È il caso dei cristiani della Tracia Orientale, l’attuale Turchia europea, che in seguito alla nascita della Turchia moderna furono costretti ad abbandonare le loro terre in un complesso scambio di popolazioni: il loro posto venne infatti preso da comunità turche e musulmane. Lo scorso 11 novembre, in quella che rimane dell’antica diocesi di Silivria, il patriarca ecumenico Bartolomeo II ha deciso di celebrare una messa dopo 100 anni dall’ultima celebrazione.

Non essendoci più chiese, la celebrazione eucaristica è stata officiata all’aperto, all’ombra di un tendone, alla presenza di fedeli di origine greca.

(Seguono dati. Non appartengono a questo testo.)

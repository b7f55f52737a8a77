use std::collections::BTreeMap;

use chrono::{DateTime, Utc};
use serde::{Deserialize, Serialize};

use super::common::ProxyResource;

/// A reusable recipe of outputs applied to every job submitted under it.
pub type Transform = ProxyResource<TransformProperties>;

/// One processing run of a transform over an input.
pub type Job = ProxyResource<JobProperties>;

#[derive(Debug, Clone, Default, PartialEq, Deserialize, Serialize)]
#[serde(rename_all = "camelCase")]
pub struct TransformProperties {
    #[serde(default, skip_serializing_if = "Option::is_none")]
    pub created: Option<DateTime<Utc>>,
    #[serde(default, skip_serializing_if = "Option::is_none")]
    pub last_modified: Option<DateTime<Utc>>,
    #[serde(default, skip_serializing_if = "Option::is_none")]
    pub description: Option<String>,
    #[serde(default)]
    pub outputs: Vec<TransformOutput>,
}

#[derive(Debug, Clone, PartialEq, Deserialize, Serialize)]
#[serde(rename_all = "camelCase")]
pub struct TransformOutput {
    #[serde(default, skip_serializing_if = "Option::is_none")]
    pub on_error: Option<OnErrorType>,
    #[serde(default, skip_serializing_if = "Option::is_none")]
    pub relative_priority: Option<Priority>,
    pub preset: Preset,
}

impl TransformOutput {
    pub fn new(preset: Preset) -> Self {
        Self {
            on_error: None,
            relative_priority: None,
            preset,
        }
    }
}

#[derive(Debug, Clone, Copy, PartialEq, Eq, Deserialize, Serialize)]
pub enum OnErrorType {
    StopProcessingJob,
    ContinueJob,
}

#[derive(Debug, Clone, Copy, PartialEq, Eq, Deserialize, Serialize)]
pub enum Priority {
    Low,
    Normal,
    High,
}

/// What an output produces, discriminated by `@odata.type`.
///
/// Codec and format lists of the standard encoder are kept as raw JSON.
#[derive(Debug, Clone, PartialEq, Deserialize, Serialize)]
#[serde(tag = "@odata.type", rename_all_fields = "camelCase")]
pub enum Preset {
    #[serde(rename = "#Microsoft.Media.BuiltInStandardEncoderPreset")]
    BuiltInStandardEncoder {
        preset_name: EncoderNamedPreset,
        #[serde(default, skip_serializing_if = "Option::is_none")]
        configurations: Option<serde_json::Value>,
    },
    #[serde(rename = "#Microsoft.Media.StandardEncoderPreset")]
    StandardEncoder {
        codecs: Vec<serde_json::Value>,
        formats: Vec<serde_json::Value>,
        #[serde(default, skip_serializing_if = "Option::is_none")]
        filters: Option<serde_json::Value>,
        #[serde(default, skip_serializing_if = "Option::is_none")]
        experimental_options: Option<BTreeMap<String, String>>,
    },
    #[serde(rename = "#Microsoft.Media.AudioAnalyzerPreset")]
    AudioAnalyzer {
        /// BCP-47, e.g. `en-US`. Detected automatically when unset.
        #[serde(default, skip_serializing_if = "Option::is_none")]
        audio_language: Option<String>,
        #[serde(default, skip_serializing_if = "Option::is_none")]
        mode: Option<AudioAnalysisMode>,
        #[serde(default, skip_serializing_if = "Option::is_none")]
        experimental_options: Option<BTreeMap<String, String>>,
    },
    #[serde(rename = "#Microsoft.Media.VideoAnalyzerPreset")]
    VideoAnalyzer {
        #[serde(default, skip_serializing_if = "Option::is_none")]
        audio_language: Option<String>,
        #[serde(default, skip_serializing_if = "Option::is_none")]
        mode: Option<AudioAnalysisMode>,
        #[serde(default, skip_serializing_if = "Option::is_none")]
        insights_to_extract: Option<InsightsType>,
        #[serde(default, skip_serializing_if = "Option::is_none")]
        experimental_options: Option<BTreeMap<String, String>>,
    },
    #[serde(rename = "#Microsoft.Media.FaceDetectorPreset")]
    FaceDetector {
        #[serde(default, skip_serializing_if = "Option::is_none")]
        resolution: Option<AnalysisResolution>,
        #[serde(default, skip_serializing_if = "Option::is_none")]
        mode: Option<FaceRedactorMode>,
        #[serde(default, skip_serializing_if = "Option::is_none")]
        blur_type: Option<BlurType>,
        #[serde(default, skip_serializing_if = "Option::is_none")]
        experimental_options: Option<BTreeMap<String, String>>,
    },
}

impl Preset {
    pub fn built_in(name: EncoderNamedPreset) -> Self {
        Preset::BuiltInStandardEncoder {
            preset_name: name,
            configurations: None,
        }
    }
}

/// Built-in encoder recipes.
#[derive(Debug, Clone, Copy, PartialEq, Eq, Deserialize, Serialize)]
pub enum EncoderNamedPreset {
    AdaptiveStreaming,
    ContentAwareEncoding,
    H264SingleBitrateSD,
    H264SingleBitrate720p,
    H264SingleBitrate1080p,
    H264MultipleBitrateSD,
    H264MultipleBitrate720p,
    H264MultipleBitrate1080p,
    H265AdaptiveStreaming,
    H265ContentAwareEncoding,
    H265SingleBitrate720p,
    H265SingleBitrate1080p,
    H265SingleBitrate4K,
    AACGoodQualityAudio,
    CopyAllBitrateNonInterleaved,
}

#[derive(Debug, Clone, Copy, PartialEq, Eq, Deserialize, Serialize)]
pub enum AudioAnalysisMode {
    Standard,
    Basic,
}

#[derive(Debug, Clone, Copy, PartialEq, Eq, Deserialize, Serialize)]
pub enum InsightsType {
    AudioInsightsOnly,
    VideoInsightsOnly,
    AllInsights,
}

#[derive(Debug, Clone, Copy, PartialEq, Eq, Deserialize, Serialize)]
pub enum AnalysisResolution {
    SourceResolution,
    StandardDefinition,
}

#[derive(Debug, Clone, Copy, PartialEq, Eq, Deserialize, Serialize)]
pub enum FaceRedactorMode {
    Analyze,
    Redact,
    Combined,
}

#[derive(Debug, Clone, Copy, PartialEq, Eq, Deserialize, Serialize)]
pub enum BlurType {
    Box,
    Low,
    Med,
    High,
    Black,
}

#[derive(Debug, Clone, PartialEq, Deserialize, Serialize)]
#[serde(rename_all = "camelCase")]
pub struct JobProperties {
    #[serde(default, skip_serializing_if = "Option::is_none")]
    pub created: Option<DateTime<Utc>>,
    #[serde(default, skip_serializing_if = "Option::is_none")]
    pub last_modified: Option<DateTime<Utc>>,
    /// Read-only.
    #[serde(default, skip_serializing_if = "Option::is_none")]
    pub state: Option<JobState>,
    #[serde(default, skip_serializing_if = "Option::is_none")]
    pub description: Option<String>,
    pub input: JobInput,
    pub outputs: Vec<JobOutput>,
    #[serde(default, skip_serializing_if = "Option::is_none")]
    pub priority: Option<Priority>,
    /// Caller-defined pairs echoed back in job notifications.
    #[serde(default, skip_serializing_if = "Option::is_none")]
    pub correlation_data: Option<BTreeMap<String, String>>,
    #[serde(default, skip_serializing_if = "Option::is_none")]
    pub start_time: Option<DateTime<Utc>>,
    #[serde(default, skip_serializing_if = "Option::is_none")]
    pub end_time: Option<DateTime<Utc>>,
}

impl JobProperties {
    pub fn new(input: JobInput, outputs: Vec<JobOutput>) -> Self {
        Self {
            created: None,
            last_modified: None,
            state: None,
            description: None,
            input,
            outputs,
            priority: None,
            correlation_data: None,
            start_time: None,
            end_time: None,
        }
    }

    /// The first error reported by any output, if one failed.
    pub fn first_error(&self) -> Option<&JobError> {
        self.outputs.iter().find_map(|o| match o {
            JobOutput::Asset(asset) => asset.error.as_ref(),
        })
    }
}

/// Job input, discriminated by `@odata.type`.
#[derive(Debug, Clone, PartialEq, Eq, Deserialize, Serialize)]
#[serde(tag = "@odata.type", rename_all_fields = "camelCase")]
pub enum JobInput {
    #[serde(rename = "#Microsoft.Media.JobInputAsset")]
    Asset {
        asset_name: String,
        #[serde(default, skip_serializing_if = "Vec::is_empty")]
        files: Vec<String>,
        #[serde(default, skip_serializing_if = "Option::is_none")]
        label: Option<String>,
    },
    #[serde(rename = "#Microsoft.Media.JobInputHttp")]
    Http {
        /// Prefix joined with each entry of `files`.
        #[serde(default, skip_serializing_if = "Option::is_none")]
        base_uri: Option<String>,
        #[serde(default, skip_serializing_if = "Vec::is_empty")]
        files: Vec<String>,
        #[serde(default, skip_serializing_if = "Option::is_none")]
        label: Option<String>,
    },
    #[serde(rename = "#Microsoft.Media.JobInputs")]
    Inputs { inputs: Vec<JobInput> },
}

impl JobInput {
    pub fn asset(name: impl Into<String>) -> Self {
        JobInput::Asset {
            asset_name: name.into(),
            files: Vec::new(),
            label: None,
        }
    }

    pub fn http(base_uri: impl Into<String>, files: Vec<String>) -> Self {
        JobInput::Http {
            base_uri: Some(base_uri.into()),
            files,
            label: None,
        }
    }
}

/// Job output, discriminated by `@odata.type`.
#[derive(Debug, Clone, PartialEq, Deserialize, Serialize)]
#[serde(tag = "@odata.type")]
pub enum JobOutput {
    #[serde(rename = "#Microsoft.Media.JobOutputAsset")]
    Asset(JobOutputAsset),
}

impl JobOutput {
    pub fn asset(name: impl Into<String>) -> Self {
        JobOutput::Asset(JobOutputAsset {
            asset_name: name.into(),
            label: None,
            state: None,
            progress: None,
            error: None,
            start_time: None,
            end_time: None,
            preset_override: None,
        })
    }
}

#[derive(Debug, Clone, PartialEq, Deserialize, Serialize)]
#[serde(rename_all = "camelCase")]
pub struct JobOutputAsset {
    pub asset_name: String,
    #[serde(default, skip_serializing_if = "Option::is_none")]
    pub label: Option<String>,
    /// Read-only.
    #[serde(default, skip_serializing_if = "Option::is_none")]
    pub state: Option<JobState>,
    /// 0-100. Read-only.
    #[serde(default, skip_serializing_if = "Option::is_none")]
    pub progress: Option<u8>,
    /// Read-only.
    #[serde(default, skip_serializing_if = "Option::is_none")]
    pub error: Option<JobError>,
    #[serde(default, skip_serializing_if = "Option::is_none")]
    pub start_time: Option<DateTime<Utc>>,
    #[serde(default, skip_serializing_if = "Option::is_none")]
    pub end_time: Option<DateTime<Utc>>,
    #[serde(default, skip_serializing_if = "Option::is_none")]
    pub preset_override: Option<Preset>,
}

#[derive(Debug, Clone, Copy, PartialEq, Eq, Hash, Deserialize, Serialize)]
pub enum JobState {
    Queued,
    Scheduled,
    Processing,
    Canceling,
    Canceled,
    Error,
    Finished,
    #[serde(other)]
    Unknown,
}

impl JobState {
    /// Terminal = won't change anymore (Finished, Error or Canceled).
    pub fn is_terminal(&self) -> bool {
        matches!(self, JobState::Finished | JobState::Error | JobState::Canceled)
    }

    /// Error or Canceled.
    pub fn is_failed(&self) -> bool {
        matches!(self, JobState::Error | JobState::Canceled)
    }
}

#[derive(Debug, Clone, PartialEq, Eq, Deserialize, Serialize)]
#[serde(rename_all = "camelCase")]
pub struct JobError {
    #[serde(default)]
    pub code: Option<String>,
    #[serde(default)]
    pub message: Option<String>,
    #[serde(default)]
    pub category: Option<String>,
    /// `DoNotRetry` or `MayRetry`.
    #[serde(default)]
    pub retry: Option<String>,
    #[serde(default)]
    pub details: Vec<JobErrorDetail>,
}

#[derive(Debug, Clone, PartialEq, Eq, Deserialize, Serialize)]
pub struct JobErrorDetail {
    #[serde(default)]
    pub code: Option<String>,
    #[serde(default)]
    pub message: Option<String>,
}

La decisione di svolgere il rito in quel luogo è stata ispirata dalla memoria di Nektarios, un santo nativo di quelle zone, molto venerato tra gli ortodossi, che si impegnò fino alla morte nel 1920 in un intenso lavoro missionario ed ecumenico in Cirenaica.

Bartolomeo ha voluto ricordare l’impegno di Nektarios come segno della Presenza dell’unico Dio che invita gli uomini di tutte le fedi a concorrere al bene comune di tutta l’umanità. La vera fede non può dividere gli uomini ma deve stimolare il loro impegno verso l’amore e la pace. Come avevano già fatto nei secoli precedenti, i credenti in Cristo possono nuovamente contribuire allo sviluppo sociale, economico e culturale della Turchia.